WORK INSTRUCTIONS
Reproduce, exactly, the lines of the material below from the line containing "self.cells.iter().all(|&cell| !cell)" through the line containing "the given glyphs", with both end lines included and nothing else.
◇ ◇ ◇ ◇ ◇
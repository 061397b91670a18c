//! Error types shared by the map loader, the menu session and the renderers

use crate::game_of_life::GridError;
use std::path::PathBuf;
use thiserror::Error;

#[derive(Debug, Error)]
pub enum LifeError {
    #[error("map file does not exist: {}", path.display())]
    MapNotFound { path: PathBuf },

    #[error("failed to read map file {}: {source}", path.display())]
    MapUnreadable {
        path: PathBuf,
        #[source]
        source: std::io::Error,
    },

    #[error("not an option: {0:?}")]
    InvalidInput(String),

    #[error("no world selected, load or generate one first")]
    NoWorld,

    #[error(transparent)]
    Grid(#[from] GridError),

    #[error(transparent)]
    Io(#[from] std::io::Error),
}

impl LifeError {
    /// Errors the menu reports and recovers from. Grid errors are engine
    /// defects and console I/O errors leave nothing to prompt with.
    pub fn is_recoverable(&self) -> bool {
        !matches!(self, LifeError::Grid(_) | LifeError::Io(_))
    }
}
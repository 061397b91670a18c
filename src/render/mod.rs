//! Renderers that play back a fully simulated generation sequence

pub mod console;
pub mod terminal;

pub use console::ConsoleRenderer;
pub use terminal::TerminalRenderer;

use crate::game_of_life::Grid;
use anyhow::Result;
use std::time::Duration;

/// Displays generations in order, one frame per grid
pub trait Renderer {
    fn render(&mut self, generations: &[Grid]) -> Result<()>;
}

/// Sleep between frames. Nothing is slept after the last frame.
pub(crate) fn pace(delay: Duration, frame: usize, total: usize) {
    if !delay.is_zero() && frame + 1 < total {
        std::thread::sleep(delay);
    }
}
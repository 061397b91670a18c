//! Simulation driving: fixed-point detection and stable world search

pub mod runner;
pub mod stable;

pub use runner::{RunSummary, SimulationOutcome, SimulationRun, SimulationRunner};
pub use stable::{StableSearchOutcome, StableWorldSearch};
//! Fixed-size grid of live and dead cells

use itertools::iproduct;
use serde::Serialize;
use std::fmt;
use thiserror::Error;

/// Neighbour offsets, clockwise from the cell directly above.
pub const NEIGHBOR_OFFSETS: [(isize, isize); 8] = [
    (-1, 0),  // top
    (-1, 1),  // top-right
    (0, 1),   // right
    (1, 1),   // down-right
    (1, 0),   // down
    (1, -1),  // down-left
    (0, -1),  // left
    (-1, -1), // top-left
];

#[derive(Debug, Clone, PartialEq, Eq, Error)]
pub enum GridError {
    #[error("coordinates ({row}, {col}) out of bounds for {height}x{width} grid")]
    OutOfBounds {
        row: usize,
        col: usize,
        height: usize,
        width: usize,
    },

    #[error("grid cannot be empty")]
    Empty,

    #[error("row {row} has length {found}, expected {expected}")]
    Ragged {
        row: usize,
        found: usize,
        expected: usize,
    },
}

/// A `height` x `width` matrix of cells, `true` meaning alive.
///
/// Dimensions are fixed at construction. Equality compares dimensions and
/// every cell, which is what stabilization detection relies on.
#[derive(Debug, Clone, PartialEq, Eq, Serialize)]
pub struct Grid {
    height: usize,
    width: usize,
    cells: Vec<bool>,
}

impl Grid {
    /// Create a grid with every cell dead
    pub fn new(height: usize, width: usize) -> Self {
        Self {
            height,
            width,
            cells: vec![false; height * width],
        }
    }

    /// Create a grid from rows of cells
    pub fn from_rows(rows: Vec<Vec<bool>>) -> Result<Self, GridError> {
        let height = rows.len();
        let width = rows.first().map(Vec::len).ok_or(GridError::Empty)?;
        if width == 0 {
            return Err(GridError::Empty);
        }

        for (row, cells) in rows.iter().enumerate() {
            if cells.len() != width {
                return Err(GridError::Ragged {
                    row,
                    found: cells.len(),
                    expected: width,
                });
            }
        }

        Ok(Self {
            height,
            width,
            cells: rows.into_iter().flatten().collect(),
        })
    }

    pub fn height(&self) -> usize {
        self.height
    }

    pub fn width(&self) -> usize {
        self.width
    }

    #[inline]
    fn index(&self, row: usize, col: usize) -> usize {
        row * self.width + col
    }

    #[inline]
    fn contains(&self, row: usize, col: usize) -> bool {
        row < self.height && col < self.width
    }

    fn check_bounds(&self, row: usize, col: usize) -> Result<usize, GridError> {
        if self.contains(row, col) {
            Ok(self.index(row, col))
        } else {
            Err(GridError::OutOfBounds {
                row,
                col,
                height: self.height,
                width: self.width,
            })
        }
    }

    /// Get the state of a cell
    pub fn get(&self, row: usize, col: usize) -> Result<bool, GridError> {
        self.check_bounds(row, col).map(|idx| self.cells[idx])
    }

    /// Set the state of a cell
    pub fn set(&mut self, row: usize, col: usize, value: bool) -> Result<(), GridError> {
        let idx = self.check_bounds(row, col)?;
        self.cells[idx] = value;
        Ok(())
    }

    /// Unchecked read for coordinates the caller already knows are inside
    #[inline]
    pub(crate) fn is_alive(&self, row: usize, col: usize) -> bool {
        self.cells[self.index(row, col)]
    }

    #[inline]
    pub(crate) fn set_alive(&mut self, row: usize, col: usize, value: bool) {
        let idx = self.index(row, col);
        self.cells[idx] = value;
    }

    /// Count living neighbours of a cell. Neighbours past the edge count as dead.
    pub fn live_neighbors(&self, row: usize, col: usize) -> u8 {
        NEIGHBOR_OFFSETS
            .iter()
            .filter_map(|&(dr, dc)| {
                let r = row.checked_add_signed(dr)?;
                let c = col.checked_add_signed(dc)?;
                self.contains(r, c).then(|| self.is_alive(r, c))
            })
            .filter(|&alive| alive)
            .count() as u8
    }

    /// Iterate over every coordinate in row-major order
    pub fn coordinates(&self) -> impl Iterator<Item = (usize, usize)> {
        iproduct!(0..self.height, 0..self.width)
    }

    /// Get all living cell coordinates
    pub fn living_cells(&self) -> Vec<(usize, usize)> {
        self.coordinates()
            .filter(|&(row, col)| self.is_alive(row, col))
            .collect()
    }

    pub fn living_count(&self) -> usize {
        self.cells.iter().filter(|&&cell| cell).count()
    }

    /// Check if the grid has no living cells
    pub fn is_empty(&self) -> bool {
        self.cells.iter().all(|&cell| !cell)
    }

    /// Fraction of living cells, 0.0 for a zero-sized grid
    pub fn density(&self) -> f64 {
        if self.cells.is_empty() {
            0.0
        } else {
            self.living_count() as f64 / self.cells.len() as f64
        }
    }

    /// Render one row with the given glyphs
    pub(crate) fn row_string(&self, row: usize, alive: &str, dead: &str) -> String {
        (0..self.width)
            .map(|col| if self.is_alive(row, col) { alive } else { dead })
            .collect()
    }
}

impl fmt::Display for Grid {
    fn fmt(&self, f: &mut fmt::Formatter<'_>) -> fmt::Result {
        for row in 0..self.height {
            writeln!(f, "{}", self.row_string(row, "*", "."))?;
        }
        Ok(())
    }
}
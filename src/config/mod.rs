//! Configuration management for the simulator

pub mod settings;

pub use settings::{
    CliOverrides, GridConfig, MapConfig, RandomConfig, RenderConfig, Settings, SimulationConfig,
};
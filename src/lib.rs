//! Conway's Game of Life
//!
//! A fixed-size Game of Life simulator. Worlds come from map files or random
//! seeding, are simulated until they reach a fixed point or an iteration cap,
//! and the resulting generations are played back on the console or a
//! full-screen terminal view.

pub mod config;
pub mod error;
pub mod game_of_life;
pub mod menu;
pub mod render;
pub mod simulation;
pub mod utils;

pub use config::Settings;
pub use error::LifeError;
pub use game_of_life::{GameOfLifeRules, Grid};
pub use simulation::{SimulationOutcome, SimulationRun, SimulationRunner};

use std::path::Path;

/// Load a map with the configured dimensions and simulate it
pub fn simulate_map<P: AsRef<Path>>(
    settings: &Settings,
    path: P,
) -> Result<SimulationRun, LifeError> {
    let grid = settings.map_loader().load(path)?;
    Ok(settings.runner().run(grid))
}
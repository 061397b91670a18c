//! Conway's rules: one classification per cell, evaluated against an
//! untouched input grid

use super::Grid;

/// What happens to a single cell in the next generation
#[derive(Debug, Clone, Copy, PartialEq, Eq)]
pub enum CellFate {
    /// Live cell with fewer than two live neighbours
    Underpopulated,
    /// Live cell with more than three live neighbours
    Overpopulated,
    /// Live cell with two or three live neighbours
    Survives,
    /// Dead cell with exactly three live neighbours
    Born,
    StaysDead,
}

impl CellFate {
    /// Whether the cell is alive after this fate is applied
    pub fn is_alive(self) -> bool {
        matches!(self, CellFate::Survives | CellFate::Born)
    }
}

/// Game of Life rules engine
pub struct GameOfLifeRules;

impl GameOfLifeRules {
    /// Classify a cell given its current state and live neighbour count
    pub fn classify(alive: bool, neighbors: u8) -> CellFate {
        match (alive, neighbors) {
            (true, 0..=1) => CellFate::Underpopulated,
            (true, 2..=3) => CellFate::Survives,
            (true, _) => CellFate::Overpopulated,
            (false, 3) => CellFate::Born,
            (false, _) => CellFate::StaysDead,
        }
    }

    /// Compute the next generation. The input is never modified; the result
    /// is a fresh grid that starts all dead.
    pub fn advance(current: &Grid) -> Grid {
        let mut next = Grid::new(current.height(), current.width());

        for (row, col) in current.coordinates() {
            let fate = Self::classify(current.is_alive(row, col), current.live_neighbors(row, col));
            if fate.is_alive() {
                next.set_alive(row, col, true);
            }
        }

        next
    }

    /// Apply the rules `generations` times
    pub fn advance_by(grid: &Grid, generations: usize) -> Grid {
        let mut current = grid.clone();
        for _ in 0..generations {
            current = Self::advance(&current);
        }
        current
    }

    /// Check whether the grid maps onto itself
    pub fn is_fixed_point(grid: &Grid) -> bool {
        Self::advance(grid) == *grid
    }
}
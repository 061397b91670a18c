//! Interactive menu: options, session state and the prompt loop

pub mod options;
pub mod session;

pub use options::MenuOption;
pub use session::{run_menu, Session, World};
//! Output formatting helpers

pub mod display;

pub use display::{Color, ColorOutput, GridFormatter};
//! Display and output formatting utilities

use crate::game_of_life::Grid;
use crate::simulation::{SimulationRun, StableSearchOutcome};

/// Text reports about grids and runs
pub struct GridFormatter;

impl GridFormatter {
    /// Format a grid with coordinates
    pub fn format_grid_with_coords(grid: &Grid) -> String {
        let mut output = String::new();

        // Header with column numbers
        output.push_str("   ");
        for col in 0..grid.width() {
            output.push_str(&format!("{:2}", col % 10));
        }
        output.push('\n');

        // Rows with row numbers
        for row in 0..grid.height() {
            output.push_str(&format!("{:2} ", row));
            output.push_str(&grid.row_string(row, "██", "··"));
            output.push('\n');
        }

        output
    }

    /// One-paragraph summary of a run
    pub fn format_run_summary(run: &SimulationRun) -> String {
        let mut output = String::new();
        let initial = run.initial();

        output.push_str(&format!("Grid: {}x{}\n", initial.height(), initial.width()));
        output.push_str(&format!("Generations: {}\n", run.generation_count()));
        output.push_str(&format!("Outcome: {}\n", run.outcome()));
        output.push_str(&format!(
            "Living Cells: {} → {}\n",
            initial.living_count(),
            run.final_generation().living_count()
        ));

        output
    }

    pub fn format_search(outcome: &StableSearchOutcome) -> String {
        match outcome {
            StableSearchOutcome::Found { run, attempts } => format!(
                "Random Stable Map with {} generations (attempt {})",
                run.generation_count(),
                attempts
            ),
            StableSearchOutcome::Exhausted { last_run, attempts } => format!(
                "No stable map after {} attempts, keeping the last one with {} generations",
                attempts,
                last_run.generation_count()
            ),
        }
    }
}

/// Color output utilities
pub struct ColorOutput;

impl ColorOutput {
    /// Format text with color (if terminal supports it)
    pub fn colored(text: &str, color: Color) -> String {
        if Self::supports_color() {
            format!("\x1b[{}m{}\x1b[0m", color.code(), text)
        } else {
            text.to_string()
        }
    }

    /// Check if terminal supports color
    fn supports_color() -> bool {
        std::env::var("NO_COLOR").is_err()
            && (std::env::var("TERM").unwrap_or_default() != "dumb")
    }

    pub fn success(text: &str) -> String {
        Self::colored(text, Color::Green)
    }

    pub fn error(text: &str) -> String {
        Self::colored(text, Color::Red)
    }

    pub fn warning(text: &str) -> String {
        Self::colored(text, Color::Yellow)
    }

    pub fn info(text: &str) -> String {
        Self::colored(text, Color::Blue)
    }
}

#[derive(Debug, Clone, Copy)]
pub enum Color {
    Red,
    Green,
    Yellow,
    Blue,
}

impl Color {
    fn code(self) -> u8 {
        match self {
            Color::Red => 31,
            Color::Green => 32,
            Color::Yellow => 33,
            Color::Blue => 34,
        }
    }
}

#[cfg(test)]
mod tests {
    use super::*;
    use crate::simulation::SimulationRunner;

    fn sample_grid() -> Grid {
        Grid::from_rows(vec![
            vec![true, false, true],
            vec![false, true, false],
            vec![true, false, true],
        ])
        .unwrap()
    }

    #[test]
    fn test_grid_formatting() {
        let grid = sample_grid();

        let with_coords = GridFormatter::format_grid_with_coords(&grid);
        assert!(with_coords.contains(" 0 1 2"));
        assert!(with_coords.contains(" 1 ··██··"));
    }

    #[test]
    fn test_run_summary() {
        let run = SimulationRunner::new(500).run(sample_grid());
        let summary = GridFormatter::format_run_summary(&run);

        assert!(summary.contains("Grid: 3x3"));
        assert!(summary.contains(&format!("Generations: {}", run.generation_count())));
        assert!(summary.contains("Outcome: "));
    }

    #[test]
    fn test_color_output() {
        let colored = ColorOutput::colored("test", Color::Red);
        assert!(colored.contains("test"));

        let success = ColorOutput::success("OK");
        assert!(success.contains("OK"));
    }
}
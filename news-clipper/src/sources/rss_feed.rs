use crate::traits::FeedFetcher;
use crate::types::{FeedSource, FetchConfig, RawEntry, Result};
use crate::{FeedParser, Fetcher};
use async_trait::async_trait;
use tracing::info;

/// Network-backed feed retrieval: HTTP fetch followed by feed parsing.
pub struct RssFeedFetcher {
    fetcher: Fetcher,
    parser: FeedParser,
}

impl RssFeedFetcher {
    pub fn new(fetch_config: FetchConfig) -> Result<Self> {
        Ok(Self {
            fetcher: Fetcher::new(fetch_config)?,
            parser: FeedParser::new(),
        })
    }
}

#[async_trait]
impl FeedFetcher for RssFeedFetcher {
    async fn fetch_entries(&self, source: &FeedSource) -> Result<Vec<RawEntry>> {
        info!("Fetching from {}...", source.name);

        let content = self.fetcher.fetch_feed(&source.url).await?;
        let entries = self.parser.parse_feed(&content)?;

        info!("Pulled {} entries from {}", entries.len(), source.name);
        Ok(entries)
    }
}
◇ ◇ ◇ ◇ ◇
RESULT OF THE EXERCISE
        self.cells.iter().all(|&cell| !cell)
    }

    /// Fraction of living cells, 0.0 for a zero-sized grid
    pub fn density(&self) -> f64 {
        if self.cells.is_empty() {
            0.0
        } else {
            self.living_count() as f64 / self.cells.len() as f64
        }
    }

    /// Render one row with the given glyphs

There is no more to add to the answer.